Assigned task: Scan the records below for the line with "use axum::body::Body;" and the line with "assert_eq!(response.status(), StatusCode::OK);". Repeat those two lines and every line between them exactly, and nothing else.

Dataset records:
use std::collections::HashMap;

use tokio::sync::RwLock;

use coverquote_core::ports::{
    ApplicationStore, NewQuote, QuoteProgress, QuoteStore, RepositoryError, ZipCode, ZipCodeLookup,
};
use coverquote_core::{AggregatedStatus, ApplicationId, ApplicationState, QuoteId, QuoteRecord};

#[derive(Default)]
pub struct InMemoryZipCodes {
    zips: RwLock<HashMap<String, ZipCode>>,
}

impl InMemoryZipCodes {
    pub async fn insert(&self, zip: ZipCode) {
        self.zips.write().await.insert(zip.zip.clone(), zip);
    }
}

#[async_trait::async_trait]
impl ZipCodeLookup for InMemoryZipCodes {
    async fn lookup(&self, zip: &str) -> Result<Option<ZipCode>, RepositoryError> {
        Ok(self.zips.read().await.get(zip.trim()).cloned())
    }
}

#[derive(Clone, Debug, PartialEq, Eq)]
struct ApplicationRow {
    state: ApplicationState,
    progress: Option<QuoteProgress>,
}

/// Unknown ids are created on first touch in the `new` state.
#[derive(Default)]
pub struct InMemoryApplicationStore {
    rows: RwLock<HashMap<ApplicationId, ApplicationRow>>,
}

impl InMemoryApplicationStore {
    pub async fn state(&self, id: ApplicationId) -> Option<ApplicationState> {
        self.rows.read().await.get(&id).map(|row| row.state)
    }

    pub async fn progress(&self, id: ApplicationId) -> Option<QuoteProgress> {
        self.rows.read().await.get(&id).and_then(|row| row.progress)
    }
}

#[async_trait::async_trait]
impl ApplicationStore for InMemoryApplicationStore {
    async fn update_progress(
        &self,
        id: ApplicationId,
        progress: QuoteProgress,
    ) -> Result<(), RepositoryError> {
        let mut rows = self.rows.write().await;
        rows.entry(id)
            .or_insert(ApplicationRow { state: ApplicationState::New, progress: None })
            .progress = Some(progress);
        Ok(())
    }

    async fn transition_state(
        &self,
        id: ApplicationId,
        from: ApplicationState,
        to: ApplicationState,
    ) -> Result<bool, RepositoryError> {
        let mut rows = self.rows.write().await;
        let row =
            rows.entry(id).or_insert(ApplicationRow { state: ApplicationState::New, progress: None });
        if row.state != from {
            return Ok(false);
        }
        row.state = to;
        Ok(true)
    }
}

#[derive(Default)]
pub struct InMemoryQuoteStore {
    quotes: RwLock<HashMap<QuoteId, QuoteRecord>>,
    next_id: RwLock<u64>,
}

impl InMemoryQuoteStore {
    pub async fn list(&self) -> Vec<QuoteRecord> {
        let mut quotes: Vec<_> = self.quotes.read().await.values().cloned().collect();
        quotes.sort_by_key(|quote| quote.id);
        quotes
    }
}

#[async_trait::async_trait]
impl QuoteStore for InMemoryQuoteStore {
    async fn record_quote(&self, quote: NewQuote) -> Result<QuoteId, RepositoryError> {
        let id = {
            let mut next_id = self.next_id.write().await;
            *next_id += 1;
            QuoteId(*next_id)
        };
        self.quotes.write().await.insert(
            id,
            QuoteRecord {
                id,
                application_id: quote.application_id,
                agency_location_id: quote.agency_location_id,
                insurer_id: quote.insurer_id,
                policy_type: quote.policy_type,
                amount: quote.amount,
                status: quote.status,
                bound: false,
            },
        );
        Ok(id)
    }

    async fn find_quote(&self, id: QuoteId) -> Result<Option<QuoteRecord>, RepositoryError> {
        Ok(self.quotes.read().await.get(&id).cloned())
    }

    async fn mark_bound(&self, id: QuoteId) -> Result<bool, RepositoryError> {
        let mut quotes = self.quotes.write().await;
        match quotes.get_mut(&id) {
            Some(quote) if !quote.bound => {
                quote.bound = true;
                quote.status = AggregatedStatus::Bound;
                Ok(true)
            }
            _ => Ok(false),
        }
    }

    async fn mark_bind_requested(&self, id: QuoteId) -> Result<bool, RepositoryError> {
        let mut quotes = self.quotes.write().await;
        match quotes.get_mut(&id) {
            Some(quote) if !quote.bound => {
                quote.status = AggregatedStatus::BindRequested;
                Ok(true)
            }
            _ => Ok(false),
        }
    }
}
==
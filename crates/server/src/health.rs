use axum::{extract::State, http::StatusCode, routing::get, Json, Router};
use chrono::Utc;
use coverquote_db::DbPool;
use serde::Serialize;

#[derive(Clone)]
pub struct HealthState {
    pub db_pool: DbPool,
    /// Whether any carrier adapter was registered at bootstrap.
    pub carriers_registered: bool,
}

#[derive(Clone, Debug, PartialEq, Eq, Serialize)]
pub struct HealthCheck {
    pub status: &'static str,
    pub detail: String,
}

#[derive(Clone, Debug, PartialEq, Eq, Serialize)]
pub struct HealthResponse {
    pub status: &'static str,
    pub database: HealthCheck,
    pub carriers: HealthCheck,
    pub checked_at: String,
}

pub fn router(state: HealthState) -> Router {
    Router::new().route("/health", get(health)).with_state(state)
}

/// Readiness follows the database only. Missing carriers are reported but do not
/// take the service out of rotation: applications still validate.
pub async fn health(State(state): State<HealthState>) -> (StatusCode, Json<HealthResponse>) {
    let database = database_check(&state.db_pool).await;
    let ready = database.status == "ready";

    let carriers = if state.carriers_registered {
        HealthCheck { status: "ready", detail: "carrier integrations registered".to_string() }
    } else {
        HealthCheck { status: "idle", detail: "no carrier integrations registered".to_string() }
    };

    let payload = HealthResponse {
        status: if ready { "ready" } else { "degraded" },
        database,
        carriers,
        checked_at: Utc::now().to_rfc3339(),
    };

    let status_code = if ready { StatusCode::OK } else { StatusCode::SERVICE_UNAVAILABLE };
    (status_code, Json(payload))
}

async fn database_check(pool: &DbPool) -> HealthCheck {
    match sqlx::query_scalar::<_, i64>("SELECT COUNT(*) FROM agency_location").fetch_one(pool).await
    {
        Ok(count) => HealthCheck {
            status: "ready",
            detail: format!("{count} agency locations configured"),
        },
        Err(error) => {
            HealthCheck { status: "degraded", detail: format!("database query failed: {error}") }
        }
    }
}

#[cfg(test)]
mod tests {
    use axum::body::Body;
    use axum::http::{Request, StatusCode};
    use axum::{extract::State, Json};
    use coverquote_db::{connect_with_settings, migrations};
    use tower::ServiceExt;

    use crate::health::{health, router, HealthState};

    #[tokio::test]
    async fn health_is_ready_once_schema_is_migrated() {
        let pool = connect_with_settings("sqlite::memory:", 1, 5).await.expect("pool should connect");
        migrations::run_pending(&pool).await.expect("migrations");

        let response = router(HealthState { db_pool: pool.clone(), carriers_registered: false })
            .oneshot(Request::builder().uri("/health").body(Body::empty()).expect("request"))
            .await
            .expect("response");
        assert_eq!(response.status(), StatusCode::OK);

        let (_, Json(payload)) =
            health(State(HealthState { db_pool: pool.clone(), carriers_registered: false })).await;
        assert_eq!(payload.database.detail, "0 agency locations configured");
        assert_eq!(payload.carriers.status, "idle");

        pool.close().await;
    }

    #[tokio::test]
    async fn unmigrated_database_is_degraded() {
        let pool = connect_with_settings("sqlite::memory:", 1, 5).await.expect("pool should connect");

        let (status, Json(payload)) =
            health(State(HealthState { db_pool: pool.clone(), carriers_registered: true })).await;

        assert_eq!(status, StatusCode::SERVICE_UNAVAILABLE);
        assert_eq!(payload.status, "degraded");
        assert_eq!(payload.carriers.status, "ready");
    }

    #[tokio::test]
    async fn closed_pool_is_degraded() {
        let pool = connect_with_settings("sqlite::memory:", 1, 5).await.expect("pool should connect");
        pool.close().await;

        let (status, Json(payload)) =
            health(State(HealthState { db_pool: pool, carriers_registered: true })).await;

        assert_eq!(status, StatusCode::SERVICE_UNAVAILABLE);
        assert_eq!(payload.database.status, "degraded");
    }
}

Task result:
    use axum::body::Body;
    use axum::http::{Request, StatusCode};
    use axum::{extract::State, Json};
    use coverquote_db::{connect_with_settings, migrations};
    use tower::ServiceExt;

    use crate::health::{health, router, HealthState};

    #[tokio::test]
    async fn health_is_ready_once_schema_is_migrated() {
        let pool = connect_with_settings("sqlite::memory:", 1, 5).await.expect("pool should connect");
        migrations::run_pending(&pool).await.expect("migrations");

        let response = router(HealthState { db_pool: pool.clone(), carriers_registered: false })
            .oneshot(Request::builder().uri("/health").body(Body::empty()).expect("request"))
            .await
            .expect("response");
        assert_eq!(response.status(), StatusCode::OK);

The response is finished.